Originally posted by @whodey
How about the free thinker who suggested the theory of plate tectonics?
How about the fate of the man who suggested ulcers were a result of bacterial invasion?
How about how any scientist is treated for deviating from the status quo?
Assuming that such theories can be proved, they are eventually absolved and revered, but the initial insult can be ...[text shortened]... e establishment with open arms, all because they wish not to upset the political powers that be.
In most cases, scientists coming up with groundbreaking new theories already have permanent faculty positions. Their prestige may be at stake, but their careers aren't.

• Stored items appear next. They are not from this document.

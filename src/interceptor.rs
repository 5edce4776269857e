//! Incoming call interception.
//!
//! Every compiler-facing call passes through [`Interceptor`]. It logs the
//! method and, for calls that reach the remote store, produces the
//! [`CallContext`] the handler uses for all of its outgoing requests: the
//! session snapshot, the merged metadata and the propagated deadline.
//!
//! Incoming cancellation needs no token: tonic drops the handler future when
//! the client goes away, and dropping an unfinished upload aborts it.

use std::sync::Arc;
use std::time::{Duration, Instant};

use tonic::metadata::MetadataMap;
use tonic::{Request, Status};
use tracing::{debug, warn};

use crate::headers::{HeaderInjector, OutgoingHeaders};
use crate::session::{SessionGeneration, SessionState, SessionStats};

const GRPC_TIMEOUT_HEADER: &str = "grpc-timeout";

/// Per-call state shared by a handler and the streams it opens.
#[derive(Debug)]
pub struct CallContext {
    method: &'static str,
    headers: Arc<OutgoingHeaders>,
    generation: Arc<SessionGeneration>,
    deadline: Option<Instant>,
}

impl CallContext {
    pub fn new(
        method: &'static str,
        headers: Arc<OutgoingHeaders>,
        generation: Arc<SessionGeneration>,
        deadline: Option<Instant>,
    ) -> Self {
        Self {
            method,
            headers,
            generation,
            deadline,
        }
    }

    pub fn method(&self) -> &'static str {
        self.method
    }

    pub fn headers(&self) -> &OutgoingHeaders {
        &self.headers
    }

    pub fn generation(&self) -> &Arc<SessionGeneration> {
        &self.generation
    }

    /// Counters of the session this call started in.
    pub fn stats(&self) -> &SessionStats {
        self.generation.stats()
    }

    /// Time left before the incoming deadline, if the caller set one.
    pub fn remaining(&self) -> Option<Duration> {
        self.deadline
            .map(|deadline| deadline.saturating_duration_since(Instant::now()))
    }

    /// Build an outgoing request: session metadata plus the remaining deadline.
    pub fn request<T>(&self, message: T) -> Request<T> {
        let mut request = self.headers.request(message);
        if let Some(remaining) = self.remaining() {
            request.set_timeout(remaining);
        }
        request
    }
}

/// Parse a `grpc-timeout` header value (`<digits><unit>`).
pub fn parse_grpc_timeout(value: &str) -> Option<Duration> {
    if value.len() < 2 || value.len() > 9 {
        return None;
    }
    let (digits, unit) = value.split_at(value.len() - 1);
    let amount: u64 = digits.parse().ok()?;
    let duration = match unit {
        "H" => Duration::from_secs(amount.checked_mul(3600)?),
        "M" => Duration::from_secs(amount.checked_mul(60)?),
        "S" => Duration::from_secs(amount),
        "m" => Duration::from_millis(amount),
        "u" => Duration::from_micros(amount),
        "n" => Duration::from_nanos(amount),
        _ => return None,
    };
    Some(duration)
}

fn incoming_deadline(metadata: &MetadataMap) -> Option<Instant> {
    let value = metadata.get(GRPC_TIMEOUT_HEADER)?.to_str().ok()?;
    parse_grpc_timeout(value).map(|timeout| Instant::now() + timeout)
}

/// The single entry point for incoming calls.
pub struct Interceptor {
    session: Arc<SessionState>,
    injector: HeaderInjector,
}

impl Interceptor {
    pub fn new(session: Arc<SessionState>, injector: HeaderInjector) -> Self {
        Self { session, injector }
    }

    pub fn session(&self) -> &Arc<SessionState> {
        &self.session
    }

    /// Log a call that does not talk to the remote store.
    pub fn observe(&self, method: &str) {
        debug!(method, "incoming call");
    }

    /// Log a call and prepare its outgoing context.
    ///
    /// Metadata or handshake failures become `INTERNAL`.
    pub async fn enter(
        &self,
        method: &'static str,
        incoming: &MetadataMap,
    ) -> Result<CallContext, Status> {
        self.observe(method);

        let deadline = incoming_deadline(incoming);
        let generation = self.session.snapshot();
        let timeout = deadline.map(|d| d.saturating_duration_since(Instant::now()));

        let headers = self
            .injector
            .headers_for(&generation, timeout)
            .await
            .map_err(|err| {
                warn!(method, error = %err, "failed to prepare outgoing metadata");
                Status::internal(err.to_string())
            })?;

        Ok(CallContext::new(method, headers, generation, deadline))
    }
}

#[cfg(test)]
mod tests {
    use super::*;

    #[test]
    fn test_parse_grpc_timeout_units() {
        assert_eq!(parse_grpc_timeout("2H"), Some(Duration::from_secs(7200)));
        assert_eq!(parse_grpc_timeout("3M"), Some(Duration::from_secs(180)));
        assert_eq!(parse_grpc_timeout("10S"), Some(Duration::from_secs(10)));
        assert_eq!(parse_grpc_timeout("250m"), Some(Duration::from_millis(250)));
        assert_eq!(parse_grpc_timeout("7u"), Some(Duration::from_micros(7)));
        assert_eq!(parse_grpc_timeout("9n"), Some(Duration::from_nanos(9)));
    }

    #[test]
    fn test_parse_grpc_timeout_rejects_malformed() {
        assert_eq!(parse_grpc_timeout(""), None);
        assert_eq!(parse_grpc_timeout("S"), None);
        assert_eq!(parse_grpc_timeout("10x"), None);
        assert_eq!(parse_grpc_timeout("-1S"), None);
        assert_eq!(parse_grpc_timeout("123456789S"), None);
    }

    #[test]
    fn test_context_request_propagates_deadline() {
        let generation = SessionState::default().snapshot();
        let deadline = Instant::now() + Duration::from_secs(30);
        let ctx = CallContext::new(
            "Get",
            Arc::new(OutgoingHeaders::empty()),
            generation,
            Some(deadline),
        );

        let request = ctx.request(());
        assert!(request.metadata().get(GRPC_TIMEOUT_HEADER).is_some());
    }

    #[test]
    fn test_context_without_deadline_sets_no_timeout() {
        let generation = SessionState::default().snapshot();
        let ctx = CallContext::new("Get", Arc::new(OutgoingHeaders::empty()), generation, None);

        assert!(ctx.remaining().is_none());
        assert!(ctx.request(()).metadata().get(GRPC_TIMEOUT_HEADER).is_none());
    }
}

Einstein most certainly did not add the cosmological constant (to which you refer) in order to appease "the status quo." By the time Einstein introduced general relativity (which also introduced the cosmological constant), 12 years after his landmark paper on special relativity, Einstein was already one of the (if not
the) world's leading theoretical physicists. To suggest that he was afraid of what his colleagues might think is nothing short of idiotic. Interestingly, modern cosmological theories do include a cosmological constant to attempt to explain the increasing rate of expansion of the Universe.
As usual, you know nothing of the topic at hand and, with the gullibility of a feeble-minded child, swallow the analysis of propaganda rags, while arrogantly dismissing people working in the field who could actually teach you about the way science works.